Institut für Theoretische Physik, Leibniz Universität Hannover, Appelstraße 2, 30167, Hannover, Germany.
ARC Centre for Engineered Quantum Systems, School of Mathematics and Physics, University of Queensland, Brisbane, QLD, 4072, Australia.
Nat Commun. 2020 Feb 10;11(1):808. doi: 10.1038/s41467-020-14454-2.

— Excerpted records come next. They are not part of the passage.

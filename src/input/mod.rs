//! Input routing for the rail controller.
//!
//! Two layers:
//! 1. **`InputRouter`**: host action names + trigger phase → typed `InputEvent`
//! 2. **`InputDispatcher`**: `InputKind` → handler closure, built once at setup

use bevy::math::Vec2;
use serde::{Deserialize, Serialize};
use std::collections::HashMap;

use crate::combat::ShotOutcome;
use crate::config::InputActions;
use crate::movement::LaneIndex;

// ============================================================================
// Input Types
// ============================================================================

/// Kinds of input the controller reacts to
#[derive(Debug, Clone, Copy, PartialEq, Eq, Hash, Serialize, Deserialize)]
pub enum InputKind {
    Look,
    MoveLane,
    Fire,
}

/// Trigger phase reported by the host input system
#[derive(Debug, Clone, Copy, PartialEq, Eq, Hash, Serialize, Deserialize)]
pub enum TriggerEvent {
    Started,
    Triggered,
    Completed,
}

impl TriggerEvent {
    pub fn from_id(id: u32) -> Option<Self> {
        match id {
            0 => Some(TriggerEvent::Started),
            1 => Some(TriggerEvent::Triggered),
            2 => Some(TriggerEvent::Completed),
            _ => None,
        }
    }
}

/// Raw action value; coerced like the host does
#[derive(Debug, Clone, Copy, PartialEq)]
pub enum InputValue {
    Digital(bool),
    Axis1D(f32),
    Axis2D(Vec2),
}

impl InputValue {
    pub fn as_axis1d(self) -> f32 {
        match self {
            InputValue::Digital(pressed) => {
                if pressed {
                    1.0
                } else {
                    0.0
                }
            }
            InputValue::Axis1D(v) => v,
            InputValue::Axis2D(v) => v.x,
        }
    }

    pub fn as_axis2d(self) -> Vec2 {
        match self {
            InputValue::Axis2D(v) => v,
            other => Vec2::new(other.as_axis1d(), 0.0),
        }
    }
}

/// Typed controller input
#[derive(Debug, Clone, Copy, PartialEq)]
pub enum InputEvent {
    Look(Vec2),
    MoveLane(f32),
    Fire,
}

impl InputEvent {
    pub fn kind(&self) -> InputKind {
        match self {
            InputEvent::Look(_) => InputKind::Look,
            InputEvent::MoveLane(_) => InputKind::MoveLane,
            InputEvent::Fire => InputKind::Fire,
        }
    }

    pub fn value(&self) -> InputValue {
        match *self {
            InputEvent::Look(v) => InputValue::Axis2D(v),
            InputEvent::MoveLane(v) => InputValue::Axis1D(v),
            InputEvent::Fire => InputValue::Digital(true),
        }
    }

    pub fn from_value(kind: InputKind, value: InputValue) -> Self {
        match kind {
            InputKind::Look => InputEvent::Look(value.as_axis2d()),
            InputKind::MoveLane => InputEvent::MoveLane(value.as_axis1d()),
            InputKind::Fire => InputEvent::Fire,
        }
    }
}

/// What a handler did with an event
#[derive(Debug, Clone, Copy, PartialEq)]
pub enum InputResponse {
    Unbound,
    Ignored,
    Looked,
    LaneChanged(LaneIndex),
    Fired(ShotOutcome),
}

// ============================================================================
// Router
// ============================================================================

#[derive(Debug, Clone, Copy, PartialEq, Eq)]
pub struct ActionBinding {
    pub kind: InputKind,
    pub trigger: TriggerEvent,
}

/// Maps host action names onto controller inputs
#[derive(Debug, Clone, Default)]
pub struct InputRouter {
    pub mapping_context: Option<String>,
    bindings: HashMap<String, ActionBinding>,
}

impl InputRouter {
    /// Bind the configured actions. Fire reacts on `Started`; look and lane
    /// moves on `Triggered`, so a held lane key keeps stepping.
    pub fn from_actions(actions: &InputActions) -> Self {
        let Some(context) = actions.mapping_context.clone() else {
            tracing::error!(
                target: "rail_core::input",
                "No input mapping context configured; input bindings skipped"
            );
            return Self::default();
        };

        let mut router = Self {
            mapping_context: Some(context),
            bindings: HashMap::new(),
        };

        match &actions.look {
            Some(name) => router.bind(name, InputKind::Look, TriggerEvent::Triggered),
            None => tracing::error!(target: "rail_core::input", "Look action missing; camera look unbound"),
        }
        if let Some(name) = &actions.fire {
            router.bind(name, InputKind::Fire, TriggerEvent::Started);
        }
        if let Some(name) = &actions.move_lane {
            router.bind(name, InputKind::MoveLane, TriggerEvent::Triggered);
        }

        tracing::debug!(
            target: "rail_core::input",
            bindings = router.bindings.len(),
            "Input bindings registered"
        );
        router
    }

    pub fn bind(&mut self, action: &str, kind: InputKind, trigger: TriggerEvent) {
        self.bindings
            .insert(action.to_string(), ActionBinding { kind, trigger });
    }

    pub fn binding(&self, action: &str) -> Option<ActionBinding> {
        self.bindings.get(action).copied()
    }

    pub fn len(&self) -> usize {
        self.bindings.len()
    }

    pub fn is_empty(&self) -> bool {
        self.bindings.is_empty()
    }

    /// Resolve a host action event; `None` if unbound or the wrong phase
    pub fn route(&self, action: &str, trigger: TriggerEvent, value: InputValue) -> Option<InputEvent> {
        let binding = self.bindings.get(action)?;
        if binding.trigger != trigger {
            return None;
        }
        Some(InputEvent::from_value(binding.kind, value))
    }
}

// ============================================================================
// Dispatcher
// ============================================================================

pub type InputHandler<C> = Box<dyn Fn(&mut C, InputValue) -> InputResponse + Send + Sync>;

/// Handler table keyed by input kind
pub struct InputDispatcher<C> {
    handlers: HashMap<InputKind, InputHandler<C>>,
}

impl<C> Default for InputDispatcher<C> {
    fn default() -> Self {
        Self {
            handlers: HashMap::new(),
        }
    }
}

impl<C> InputDispatcher<C> {
    pub fn new() -> Self {
        Self::default()
    }

    pub fn on<F>(mut self, kind: InputKind, handler: F) -> Self
    where
        F: Fn(&mut C, InputValue) -> InputResponse + Send + Sync + 'static,
    {
        self.handlers.insert(kind, Box::new(handler));
        self
    }

    pub fn is_bound(&self, kind: InputKind) -> bool {
        self.handlers.contains_key(&kind)
    }

    pub fn dispatch(&self, target: &mut C, event: InputEvent) -> InputResponse {
        match self.handlers.get(&event.kind()) {
            Some(handler) => handler(target, event.value()),
            None => InputResponse::Unbound,
        }
    }
}

impl<C> std::fmt::Debug for InputDispatcher<C> {
    fn fmt(&self, f: &mut std::fmt::Formatter<'_>) -> std::fmt::Result {
        f.debug_struct("InputDispatcher")
            .field("kinds", &self.handlers.keys().collect::<Vec<_>>())
            .finish()
    }
}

Neural networks enjoy widespread success in both research and industry and, with the advent of quantum technology, it is a crucial challenge to design quantum neural networks for fully quantum learning tasks. Here we propose a truly quantum analogue of classical neurons, which form quantum feedforward neural networks capable of universal quantum computation. We describe the efficient training of these networks using the fidelity as a cost function, providing both classical and efficient quantum implementations. Our method allows for fast optimisation with reduced memory requirements: the number of qudits required scales with only the width, allowing deep-network optimisation. We benchmark our proposal for the quantum task of learning an unknown unitary and find remarkable generalisation behaviour and a striking robustness to noisy training data.
神经网络在研究和工业领域都取得了广泛的成功,随着量子技术的出现,设计用于全量子学习任务的量子神经网络是一个关键的挑战。在这里,我们提出了经典神经元的真正量子模拟,它形成了能够进行通用量子计算的量子前馈神经网络。我们使用保真度作为代价函数来描述这些网络的有效训练,提供了经典和高效的量子实现。我们的方法允许快速优化,同时减少内存需求:所需量子比特的数量仅与宽度有关,从而允许进行深度网络优化。我们针对学习未知幺正的量子任务对我们的建议进行了基准测试,发现它具有显著的泛化行为和对嘈杂训练数据的惊人鲁棒性。